(Prompt): The response should consist solely of the line containing "fn finish_cycle(&self, kind: &'static" and the lines after it through the end of the listing below, repeated exactly.

== Segment start ==

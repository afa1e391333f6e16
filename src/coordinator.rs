//! # Notification Coordinator
//! Per-cycle orchestration: providers -> dedup/tracker -> quiet gate ->
//! transport, with state persisted after every cycle.
//!
//! The coordinator owns the single mutable engine state behind one async
//! lock; scheduled and manual cycles both go through it, so there is no
//! hidden global and no concurrent writer.

use std::collections::HashMap;
use std::sync::Arc;

use anyhow::Result;
use chrono::{DateTime, Utc};
use metrics::{counter, describe_counter, describe_gauge, gauge};
use once_cell::sync::OnceCell;
use serde::Serialize;
use tokio::sync::Mutex;

use crate::config::AppConfig;
use crate::dedup::{Deduplicator, SeenHistory};
use crate::drawdown::{observe, DrawdownState};
use crate::notify::{
    render_drop_alert, render_news_digest, NotificationPayload, Notifier, PayloadKind,
};
use crate::providers::{NewsProvider, PriceProvider};
use crate::quiet::{GateAction, QuietGate};
use crate::similarity::TokenSetScorer;
use crate::store::{self, StateStore, KEY_DRAWDOWN, KEY_QUIET_GATE, KEY_SEEN_HISTORY};

fn ensure_metrics_described() {
    static ONCE: OnceCell<()> = OnceCell::new();
    ONCE.get_or_init(|| {
        describe_counter!("notifier_cycles_total", "Check cycles run, by kind.");
        describe_counter!("news_candidates_total", "Raw items returned by the news provider.");
        describe_counter!("news_kept_total", "Items that survived deduplication.");
        describe_counter!("drawdown_events_total", "Newly crossed drawdown buckets.");
        describe_counter!("provider_errors_total", "News/price provider failures.");
        describe_counter!("gate_queued_total", "Payloads queued by the quiet gate.");
        describe_counter!("gate_flushed_total", "Payloads flushed after a quiet window.");
        describe_counter!("delivery_failures_total", "Transport rejections (requeued).");
        describe_gauge!("gate_pending", "Payloads currently waiting in the gate.");
        describe_gauge!("notifier_last_cycle_ts", "Unix ts of the last finished cycle.");
    });
}

/// Mutable engine state, threaded through each cycle and persisted whole.
#[derive(Debug, Default)]
pub struct EngineState {
    pub histories: HashMap<String, SeenHistory>,
    pub drawdown: DrawdownState,
    pub gate: QuietGate,
    pub last_news_cycle: Option<DateTime<Utc>>,
    pub last_stock_cycle: Option<DateTime<Utc>>,
}

/// What one cycle did; returned to manual callers and asserted in tests.
#[derive(Debug, Default, Clone, Serialize, PartialEq)]
pub struct CycleReport {
    pub kept_items: usize,
    pub buckets_fired: usize,
    pub delivered: usize,
    pub queued: usize,
    pub flushed: usize,
}

/// Read-only snapshot for the status endpoint.
#[derive(Debug, Clone, Serialize)]
pub struct StatusSnapshot {
    pub keywords: Vec<String>,
    pub instrument: String,
    pub pending: usize,
    pub drawdown: DrawdownState,
    pub last_news_cycle: Option<DateTime<Utc>>,
    pub last_stock_cycle: Option<DateTime<Utc>>,
}

pub struct Coordinator {
    cfg: AppConfig,
    news: Arc<dyn NewsProvider>,
    price: Arc<dyn PriceProvider>,
    notifier: Arc<dyn Notifier>,
    store: Arc<dyn StateStore>,
    dedup: Deduplicator,
    state: Mutex<EngineState>,
}

impl Coordinator {
    pub fn new(
        cfg: AppConfig,
        news: Arc<dyn NewsProvider>,
        price: Arc<dyn PriceProvider>,
        notifier: Arc<dyn Notifier>,
        store: Arc<dyn StateStore>,
    ) -> Self {
        ensure_metrics_described();
        let dedup = Deduplicator::new(Box::new(TokenSetScorer), cfg.similarity_cutoff);
        let gate = QuietGate::new(cfg.quiet);
        Self {
            cfg,
            news,
            price,
            notifier,
            store,
            dedup,
            state: Mutex::new(EngineState {
                gate,
                ..EngineState::default()
            }),
        }
    }

    pub fn config(&self) -> &AppConfig {
        &self.cfg
    }

    /// Restore persisted state; missing or corrupt keys keep their fresh
    /// defaults. Configured values win over persisted ones so a config edit
    /// takes effect on restart: the quiet window replaces the stored hours
    /// (queued payloads survive) and history bounds are re-applied to every
    /// restored keyword.
    pub async fn restore(&self) {
        let mut st = self.state.lock().await;
        if let Some(mut h) =
            store::load_json::<HashMap<String, SeenHistory>>(self.store.as_ref(), KEY_SEEN_HISTORY)
                .await
        {
            for history in h.values_mut() {
                history.set_bounds(self.cfg.history_cap, self.cfg.history_max_age_secs);
            }
            st.histories = h;
        }
        if let Some(d) = store::load_json::<DrawdownState>(self.store.as_ref(), KEY_DRAWDOWN).await
        {
            st.drawdown = d;
        }
        if let Some(g) = store::load_json::<QuietGate>(self.store.as_ref(), KEY_QUIET_GATE).await {
            st.gate = g;
            st.gate.set_window(self.cfg.quiet);
        }
        tracing::info!(
            keywords = st.histories.len(),
            pending = st.gate.pending_len(),
            "engine state restored"
        );
    }

    /// One news check cycle. Manual cycles bypass the quiet gate.
    pub async fn run_news_cycle(&self, manual: bool) -> CycleReport {
        let now = Utc::now();
        let mut report = CycleReport::default();
        let mut st = self.state.lock().await;

        for keyword in &self.cfg.keywords {
            let candidates = match self.news.search(keyword).await {
                Ok(items) => items,
                Err(e) => {
                    tracing::warn!(keyword, error = ?e, "news provider failed, empty result");
                    counter!("provider_errors_total").increment(1);
                    continue;
                }
            };
            counter!("news_candidates_total").increment(candidates.len() as u64);

            let history = st
                .histories
                .entry(keyword.clone())
                .or_insert_with(|| SeenHistory::new(self.cfg.history_cap, self.cfg.history_max_age_secs));
            let kept = self.dedup.filter_new(now, candidates, history);
            if kept.is_empty() {
                continue;
            }
            counter!("news_kept_total").increment(kept.len() as u64);
            report.kept_items += kept.len();

            let payload = NotificationPayload {
                kind: PayloadKind::News,
                text: render_news_digest(keyword, &kept),
                ts: now,
            };
            self.dispatch(&mut st, payload, manual, now, &mut report).await;
        }

        self.flush_pending(&mut st, now, &mut report).await;
        st.last_news_cycle = Some(now);
        self.persist(&st).await;
        self.finish_cycle("news", &st, now);
        report
    }

    /// One price check cycle. A provider failure skips the observation and
    /// leaves tracker state untouched.
    pub async fn run_stock_cycle(&self, manual: bool) -> CycleReport {
        let now = Utc::now();
        let mut report = CycleReport::default();
        let mut st = self.state.lock().await;

        match self.price.quote(&self.cfg.instrument).await {
            Ok(price) => {
                if let Some(event) = observe(&mut st.drawdown, price, now, &self.cfg.drawdown) {
                    counter!("drawdown_events_total").increment(1);
                    report.buckets_fired += 1;
                    tracing::info!(
                        bucket = event.bucket,
                        drop_pct = event.drop_pct,
                        "drawdown bucket crossed"
                    );
                    let payload = NotificationPayload {
                        kind: PayloadKind::Stock,
                        text: render_drop_alert(&event, &self.cfg.instrument, &self.cfg.drawdown),
                        ts: now,
                    };
                    self.dispatch(&mut st, payload, manual, now, &mut report).await;
                }
            }
            Err(e) => {
                tracing::warn!(instrument = %self.cfg.instrument, error = ?e, "price provider failed, observation skipped");
                counter!("provider_errors_total").increment(1);
            }
        }

        self.flush_pending(&mut st, now, &mut report).await;
        st.last_stock_cycle = Some(now);
        self.persist(&st).await;
        self.finish_cycle("stock", &st, now);
        report
    }

    pub async fn status(&self) -> StatusSnapshot {
        let st = self.state.lock().await;
        StatusSnapshot {
            keywords: self.cfg.keywords.clone(),
            instrument: self.cfg.instrument.clone(),
            pending: st.gate.pending_len(),
            drawdown: st.drawdown.clone(),
            last_news_cycle: st.last_news_cycle,
            last_stock_cycle: st.last_stock_cycle,
        }
    }

    /// Route one payload: manual cycles deliver directly; scheduled cycles
    /// ask the gate first. A transport rejection requeues the payload, it
    /// is never dropped.
    async fn dispatch(
        &self,
        st: &mut EngineState,
        payload: NotificationPayload,
        manual: bool,
        now: DateTime<Utc>,
        report: &mut CycleReport,
    ) {
        if !manual {
            match st.gate.submit(payload.clone(), now) {
                GateAction::Queued => {
                    counter!("gate_queued_total").increment(1);
                    report.queued += 1;
                    return;
                }
                GateAction::DeliverNow => {}
            }
        }
        match self.notifier.deliver(&payload).await {
            Ok(()) => report.delivered += 1,
            Err(e) => {
                tracing::warn!(via = self.notifier.name(), error = ?e, "delivery failed, requeued");
                counter!("delivery_failures_total").increment(1);
                st.gate.requeue(payload);
            }
        }
    }

    /// Edge-triggered replay: deliver everything the gate releases, in
    /// order. On the first failure the failed payload and the rest go back
    /// to the front of the queue so order is preserved for the next flush.
    async fn flush_pending(
        &self,
        st: &mut EngineState,
        now: DateTime<Utc>,
        report: &mut CycleReport,
    ) {
        let flushed = st.gate.tick(now);
        if flushed.is_empty() {
            return;
        }
        counter!("gate_flushed_total").increment(flushed.len() as u64);
        report.flushed += flushed.len();

        let mut iter = flushed.into_iter();
        while let Some(payload) = iter.next() {
            if let Err(e) = self.notifier.deliver(&payload).await {
                tracing::warn!(via = self.notifier.name(), error = ?e, "flush delivery failed, remainder requeued");
                counter!("delivery_failures_total").increment(1);
                let mut rest = vec![payload];
                rest.extend(iter);
                st.gate.requeue_front(rest);
                return;
            }
            report.delivered += 1;
        }
    }

    /// Best-effort persistence; a store failure is recovered by retrying
    /// next cycle with the in-memory state.
    async fn persist(&self, st: &EngineState) {
        if let Err(e) = store::save_json(self.store.as_ref(), KEY_SEEN_HISTORY, &st.histories).await
        {
            tracing::warn!(error = ?e, "persisting seen history failed");
        }
        if let Err(e) = store::save_json(self.store.as_ref(), KEY_DRAWDOWN, &st.drawdown).await {
            tracing::warn!(error = ?e, "persisting drawdown state failed");
        }
        if let Err(e) = store::save_json(self.store.as_ref(), KEY_QUIET_GATE, &st.gate).await {
            tracing::warn!(error = ?e, "persisting quiet gate failed");
        }
    }

    fn finish_cycle(&self, kind: &'static str, st: &EngineState, now: DateTime<Utc>) {
        counter!("notifier_cycles_total", "kind" => kind).increment(1);
        gauge!("gate_pending").set(st.gate.pending_len() as f64);
        gauge!("notifier_last_cycle_ts").set(now.timestamp() as f64);
    }
}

== Segment end ==

(Response):
    fn finish_cycle(&self, kind: &'static str, st: &EngineState, now: DateTime<Utc>) {
        counter!("notifier_cycles_total", "kind" => kind).increment(1);
        gauge!("gate_pending").set(st.gate.pending_len() as f64);
        gauge!("notifier_last_cycle_ts").set(now.timestamp() as f64);
    }
}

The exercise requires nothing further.